In the data below, the answer is the run of lines from the line containing "Dose reminder polling." through the line containing "use crate::repo::kv_repo::KeyValueRepository;", both included; print it exactly and nothing else.
━━━━━ MATERIAL FOR THIS EXERCISE ━━━━━
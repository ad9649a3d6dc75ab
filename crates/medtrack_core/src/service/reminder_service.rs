//! Dose reminder polling.
//!
//! # Responsibility
//! - On each tick, fire one reminder per active medicine whose dose time equals
//!   the current local `HH:MM`.
//! - Debounce repeated firings per `medicineId#HH:MM` through the notification ledger.
//!
//! # Invariants
//! - A key fires again only when its last firing is more than
//!   `REMINDER_DEBOUNCE_SECS` in the past.
//! - Minutes that fall between two ticks are missed; there is no catch-up.
//! - A failed tick is logged and the loop keeps going.

use crate::clock::{hhmm, Clock};
use crate::model::notification::{reminder_key, upsert_record};
use crate::notify::{deliver, Delivery, NotificationSink};
use crate::repo::collections::CollectionStore;
use crate::repo::kv_repo::KeyValueRepository;
use crate::schedule::is_scheduled;
use crate::service::error::ServiceResult;
use chrono::{Duration as ChronoDuration, Utc};
use log::{error, info};
use std::time::Duration;

/// Minimum gap between two firings of the same key.
pub const REMINDER_DEBOUNCE_SECS: i64 = 60;

/// One reminder fired by a tick.
#[derive(Debug, Clone, PartialEq, Eq)]
pub struct FiredReminder {
    pub medicine_id: String,
    pub scheduled_time: String,
    pub title: String,
    pub body: String,
    pub delivery: Delivery,
}

pub struct ReminderService<R: KeyValueRepository, C: Clock> {
    store: CollectionStore<R>,
    clock: C,
}

impl<R: KeyValueRepository, C: Clock> ReminderService<R, C> {
    pub fn new(repo: R, clock: C) -> Self {
        Self {
            store: CollectionStore::new(repo),
            clock,
        }
    }

    /// Evaluates one poll tick and delivers due reminders through `sink`.
    pub fn tick(&self, sink: &dyn NotificationSink) -> ServiceResult<Vec<FiredReminder>> {
        let now = self.clock.now();
        let now_utc = now.with_timezone(&Utc);
        let today = now.date_naive();
        let current_time = hhmm(&now);
        let debounce = ChronoDuration::seconds(REMINDER_DEBOUNCE_SECS);

        let members = self.store.load_members()?;
        let medicines = self.store.load_medicines()?;
        let mut records = self.store.load_notifications()?;

        let mut fired = Vec::new();
        for medicine in medicines
            .iter()
            .filter(|medicine| is_scheduled(medicine, today, &current_time))
        {
            let key = reminder_key(&medicine.id, &current_time);
            let due = records
                .iter()
                .find(|record| record.key == key)
                .map_or(true, |record| now_utc - record.ts > debounce);
            if !due {
                continue;
            }

            let owner_name = members
                .iter()
                .find(|member| member.id == medicine.family_member_id)
                .map_or("", |member| member.name.as_str());
            let title = format!("Medicine Reminder: {}", medicine.name);
            let body = format!("{owner_name} • {} • {current_time}", medicine.dosage);

            sink.play_chime();
            let delivery = deliver(sink, &title, &body);
            upsert_record(&mut records, key, now_utc);

            info!(
                "event=reminder_fire module=service status=ok medicine_id={} time={} delivery={:?}",
                medicine.id, current_time, delivery
            );
            fired.push(FiredReminder {
                medicine_id: medicine.id.clone(),
                scheduled_time: current_time.clone(),
                title,
                body,
                delivery,
            });
        }

        if !fired.is_empty() {
            self.store.save_notifications(&records)?;
        }
        Ok(fired)
    }
}

/// Fixed-period driver for `ReminderService::tick`.
#[derive(Debug, Clone, Copy, PartialEq, Eq)]
pub struct ReminderPoller {
    interval: Duration,
}

impl ReminderPoller {
    pub fn new(interval: Duration) -> Self {
        Self { interval }
    }

    pub fn interval(&self) -> Duration {
        self.interval
    }

    /// Ticks immediately, then once per interval, until `max_ticks` is reached.
    ///
    /// `wait` is called between ticks with the interval; pass `std::thread::sleep`
    /// for real time. With `max_ticks == None` the loop never returns.
    /// Returns the number of reminders fired.
    pub fn run<R, C, W>(
        &self,
        service: &ReminderService<R, C>,
        sink: &dyn NotificationSink,
        max_ticks: Option<u64>,
        mut wait: W,
    ) -> u64
    where
        R: KeyValueRepository,
        C: Clock,
        W: FnMut(Duration),
    {
        info!(
            "event=reminder_poll module=service status=start interval_secs={} max_ticks={}",
            self.interval.as_secs(),
            max_ticks.map_or_else(|| "unbounded".to_string(), |n| n.to_string())
        );

        let mut ticks = 0_u64;
        let mut fired_total = 0_u64;
        loop {
            match service.tick(sink) {
                Ok(fired) => fired_total += fired.len() as u64,
                Err(err) => error!(
                    "event=reminder_tick module=service status=error tick={} error={}",
                    ticks, err
                ),
            }
            ticks += 1;
            if max_ticks.is_some_and(|limit| ticks >= limit) {
                break;
            }
            wait(self.interval);
        }

        info!(
            "event=reminder_poll module=service status=ok ticks={} fired={}",
            ticks, fired_total
        );
        fired_total
    }
}

#[cfg(test)]
mod tests {
    use super::{ReminderPoller, ReminderService};
    use crate::clock::FixedClock;
    use crate::model::medicine::{Medicine, MedicineDraft};
    use crate::model::member::Member;
    use crate::notify::{NotificationPermission, RecordingSink};
    use crate::repo::collections::CollectionStore;
    use crate::repo::kv_repo::MemoryKeyValueRepository;
    use chrono::{Duration, NaiveDate, Utc};

    fn seed(repo: &MemoryKeyValueRepository) -> Medicine {
        let store = CollectionStore::new(repo);
        let member = Member::new("Asha", "Mother", None).unwrap();
        let draft = MedicineDraft {
            name: "Metformin".to_string(),
            dosage: "500mg".to_string(),
            times: vec!["08:00".to_string()],
            ..MedicineDraft::default()
        };
        let medicine = Medicine::from_draft(member.id.clone(), draft, Utc::now()).unwrap();
        store.save_members(&[member]).unwrap();
        store.save_medicines(&[medicine.clone()]).unwrap();
        medicine
    }

    fn clock_at(hour: u32, minute: u32, second: u32) -> FixedClock {
        FixedClock::at_local(NaiveDate::from_ymd_opt(2024, 6, 10).unwrap(), hour, minute, second)
            .unwrap()
    }

    #[test]
    fn fires_with_owner_and_dosage_in_body() {
        let repo = MemoryKeyValueRepository::new();
        let medicine = seed(&repo);
        let clock = clock_at(8, 0, 5);
        let sink = RecordingSink::new(NotificationPermission::Granted);

        let fired = ReminderService::new(&repo, &clock).tick(&sink).unwrap();
        assert_eq!(fired.len(), 1);
        assert_eq!(fired[0].medicine_id, medicine.id);
        assert_eq!(fired[0].title, "Medicine Reminder: Metformin");
        assert_eq!(fired[0].body, "Asha • 500mg • 08:00");
        assert_eq!(sink.chimes(), 1);
    }

    #[test]
    fn same_minute_does_not_fire_twice() {
        let repo = MemoryKeyValueRepository::new();
        seed(&repo);
        let clock = clock_at(8, 0, 0);
        let sink = RecordingSink::new(NotificationPermission::Denied);
        let service = ReminderService::new(&repo, &clock);

        assert_eq!(service.tick(&sink).unwrap().len(), 1);
        clock.advance(Duration::seconds(20));
        assert!(service.tick(&sink).unwrap().is_empty());
        clock.advance(Duration::seconds(20));
        assert!(service.tick(&sink).unwrap().is_empty());
        assert_eq!(sink.delivered().len(), 1);
    }

    #[test]
    fn non_matching_minute_fires_nothing_and_writes_nothing() {
        let repo = MemoryKeyValueRepository::new();
        seed(&repo);
        let clock = clock_at(8, 1, 0);
        let sink = RecordingSink::new(NotificationPermission::Granted);

        assert!(ReminderService::new(&repo, &clock).tick(&sink).unwrap().is_empty());
        assert!(CollectionStore::new(&repo).load_notifications().unwrap().is_empty());
    }

    #[test]
    fn bounded_poller_ticks_and_waits_between() {
        let repo = MemoryKeyValueRepository::new();
        seed(&repo);
        let clock = clock_at(8, 0, 0);
        let sink = RecordingSink::new(NotificationPermission::Granted);
        let service = ReminderService::new(&repo, &clock);
        let poller = ReminderPoller::new(std::time::Duration::from_secs(20));

        let mut waits = 0;
        let fired = poller.run(&service, &sink, Some(3), |interval| {
            waits += 1;
            clock.advance(Duration::from_std(interval).unwrap());
        });
        assert_eq!(fired, 1);
        assert_eq!(waits, 2);
    }
}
━━━━━
**RESPONSE AREA**
//! Dose reminder polling.
//!
//! # Responsibility
//! - On each tick, fire one reminder per active medicine whose dose time equals
//!   the current local `HH:MM`.
//! - Debounce repeated firings per `medicineId#HH:MM` through the notification ledger.
//!
//! # Invariants
//! - A key fires again only when its last firing is more than
//!   `REMINDER_DEBOUNCE_SECS` in the past.
//! - Minutes that fall between two ticks are missed; there is no catch-up.
//! - A failed tick is logged and the loop keeps going.

use crate::clock::{hhmm, Clock};
use crate::model::notification::{reminder_key, upsert_record};
use crate::notify::{deliver, Delivery, NotificationSink};
use crate::repo::collections::CollectionStore;
use crate::repo::kv_repo::KeyValueRepository;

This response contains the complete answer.